Soon after I bought the lilacs, I saw some hollyhocks and remembered the hollyhock dolls I would make from their flowers, and their funny coin purse seed pods, and decided that my children should have an opportunity to make hollyhock flower dolls. Somehow, my fond memories of playing with the flowers as a little girl completely obliterated my teenage opinions, and in came the hollyhocks. Then came the zinnias, followed by marigolds and pansies. There is a bit of a caveat, however, that while these were all flowers that had met with my disdain as a young adult, they weren't quite the same. Other than a few common purple lilacs, the varieties that I chose were much fancier than those I grew up with. I planted more unusual examples such as crème de cassis hollyhocks and queen red lime zinnias, so they weren't exactly the same as the ones I turned up my nose at in my teens. Similar, but in my mind better.
That is until the pelargoniums. One summer, I walked into a nursery with a display of fairly generic red and white zonal pelargoniums and was suddenly transported to my grandmother's front garden when we were filling a planter with flowers just like these. I remembered the hot spring weather and the cool feel of the soil. I could hear the particular way that my grandmother would purse and smack her lips around a toothpick as she worked and could see her sitting on the chair brought out next to the planter where she would sit because of her bad knees. Needless to say, I brought home several red and white pelargoniums that day and have had some each summer since. These were not fancier versions of the flowers of my childhood but carbon copies, and I loved them for it. That fall, I ordered a bare-root Harrison rose.

The next plant to cross the Rubicon were petunias. I particularly loathed petunias as a child. I did not like the feel of their foliage or the way their flowers melted when they went past, but my youngest fell in love with a purple petunia at a nursery early one summer and begged me to let her get it. I have to admit, I struggled not to turn up my nose at it, but not wanting to discourage her love of gardening in any way, I relented and even had her pick out a couple more as one petunia would look pretty sad in a planter. When we returned home, she planted them in a large planter surrounding a dahlia. As they grew and hung languorously over the edge of the planter, I could recall looking up at baskets of lush petunias hanging around our patio as a child while I lay on a chaise reading. A very grounding feeling of home came over me, and I knew that I would never again be rid of petunias. I currently have several flats of seedlings maturing as I write this.

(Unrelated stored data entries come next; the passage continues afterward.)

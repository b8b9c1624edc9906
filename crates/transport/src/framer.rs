//! SSE Framer (spec.md C9 / §4.9)
//!
//! Turns a byte stream into a stream of `data:` payloads, surviving
//! arbitrary chunk boundaries by holding the last incomplete line across
//! calls to [`SseFramer::feed`].

const DATA_PREFIX: &str = "data: ";
const DONE_SENTINEL: &str = "[DONE]";

#[derive(Debug, Default)]
pub struct SseFramer {
    buffer: Vec<u8>,
}

impl SseFramer {
    pub fn new() -> Self {
        Self::default()
    }

    /// Feed one chunk of upstream bytes, returning the complete `data:`
    /// payloads it produced (trimmed, with empty payloads and the
    /// `[DONE]` sentinel dropped).
    ///
    /// Buffers raw bytes rather than decoding eagerly: a multi-byte UTF-8
    /// character can straddle a chunk boundary, and decoding each chunk in
    /// isolation would independently replace both halves with U+FFFD. Only
    /// a complete line (everything up to and including a `\n`) is ever
    /// decoded, so a split character is kept whole in the byte buffer until
    /// the rest of it arrives.
    pub fn feed(&mut self, chunk: &[u8]) -> Vec<String> {
        self.buffer.extend_from_slice(chunk);

        let mut payloads = Vec::new();
        let Some(last) = self.buffer.iter().rposition(|&b| b == b'\n') else {
            return payloads;
        };

        let complete: Vec<u8> = self.buffer[..last].to_vec();
        self.buffer.drain(..=last);

        for line in complete.split(|&b| b == b'\n') {
            let line = line.strip_suffix(b"\r").unwrap_or(line);
            let line = String::from_utf8_lossy(line);
            if let Some(rest) = line.strip_prefix(DATA_PREFIX) {
                let payload = rest.trim();
                if payload.is_empty() || payload == DONE_SENTINEL {
                    continue;
                }
                payloads.push(payload.to_string());
            }
        }

        payloads
    }

    /// True if this chunk's textual form contains the `[DONE]` sentinel.
    pub fn saw_done(&self, chunk: &[u8]) -> bool {
        String::from_utf8_lossy(chunk).contains("data: [DONE]")
    }

    /// Clear the partial-line buffer, e.g. between retried streams.
    pub fn reset(&mut self) {
        self.buffer.clear();
    }
}

#[cfg(test)]
mod tests {
    use super::*;

    #[test]
    fn yields_payload_for_whole_line_in_one_chunk() {
        let mut framer = SseFramer::new();
        let payloads = framer.feed(b"data: {\"a\":1}\n");
        assert_eq!(payloads, vec!["{\"a\":1}"]);
    }

    #[test]
    fn buffers_partial_line_across_chunks() {
        let mut framer = SseFramer::new();
        assert!(framer.feed(b"data: {\"a\":").is_empty());
        let payloads = framer.feed(b"1}\n");
        assert_eq!(payloads, vec!["{\"a\":1}"]);
    }

    #[test]
    fn ignores_empty_payloads_and_done_sentinel() {
        let mut framer = SseFramer::new();
        let payloads = framer.feed(b"data: \ndata: [DONE]\ndata: {\"a\":1}\n");
        assert_eq!(payloads, vec!["{\"a\":1}"]);
    }

    #[test]
    fn ignores_non_data_lines() {
        let mut framer = SseFramer::new();
        let payloads = framer.feed(b"event: message\ndata: {\"a\":1}\n\n");
        assert_eq!(payloads, vec!["{\"a\":1}"]);
    }

    #[test]
    fn byte_wise_split_yields_same_payloads_as_one_shot() {
        let whole = b"data: one\ndata: two\ndata: three\n".to_vec();

        let mut one_shot = SseFramer::new();
        let expected = one_shot.feed(&whole);

        let mut split_framer = SseFramer::new();
        let mut actual = Vec::new();
        for byte in &whole {
            actual.extend(split_framer.feed(std::slice::from_ref(byte)));
        }

        assert_eq!(actual, expected);
    }

    #[test]
    fn byte_wise_split_survives_a_multibyte_character_split_mid_codepoint() {
        // "café 🎉" — both the accented 'é' (2 bytes) and the emoji (4 bytes)
        // are multi-byte UTF-8 sequences that can land on either side of a
        // chunk boundary.
        let whole = "data: caf\u{e9} \u{1f389}\n".as_bytes().to_vec();

        let mut one_shot = SseFramer::new();
        let expected = one_shot.feed(&whole);
        assert_eq!(expected, vec!["caf\u{e9} \u{1f389}"]);

        let mut split_framer = SseFramer::new();
        let mut actual = Vec::new();
        for byte in &whole {
            actual.extend(split_framer.feed(std::slice::from_ref(byte)));
        }

        assert_eq!(actual, expected);
    }

    #[test]
    fn reset_clears_buffer() {
        let mut framer = SseFramer::new();
        framer.feed(b"data: partial");
        framer.reset();
        let payloads = framer.feed(b"line\n");
        assert!(payloads.is_empty(), "reset buffer should not complete old partial line");
    }

    #[test]
    fn saw_done_detects_sentinel_in_raw_chunk() {
        let framer = SseFramer::new();
        assert!(framer.saw_done(b"data: [DONE]\n"));
        assert!(!framer.saw_done(b"data: {\"a\":1}\n"));
    }
}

Taste is a funny thing, as is memory, and both seem to shift and mutate over the years. I often find that the more commonplace my memories are, the more meaningful they seem. It isn't the family trips or celebrations that stand to the fore in my mind, but the feelings of safety and the security of being in the presence of those I love and who love me performing everyday tasks. For me, many of these feelings and memories are intrinsically tied to the time I spent as a child surrounded by both plants and loved ones as we worked in the garden. Much that I found to be mundane and boring as a child are the things that now offer me a sense of rootedness and connection, particularly important in a world that feels uncertain and as if it is careening away from those values. When it comes to memory, gardens can be especially joyful and poignant places, particularly considering the ways in which scent so vividly brings back images from the past. With a nod to T. S. Eliot, it does seem that through memory, time present and time past do reside together in my garden, and when I think of my youngest and her thrill at her petunias, time future is there as well.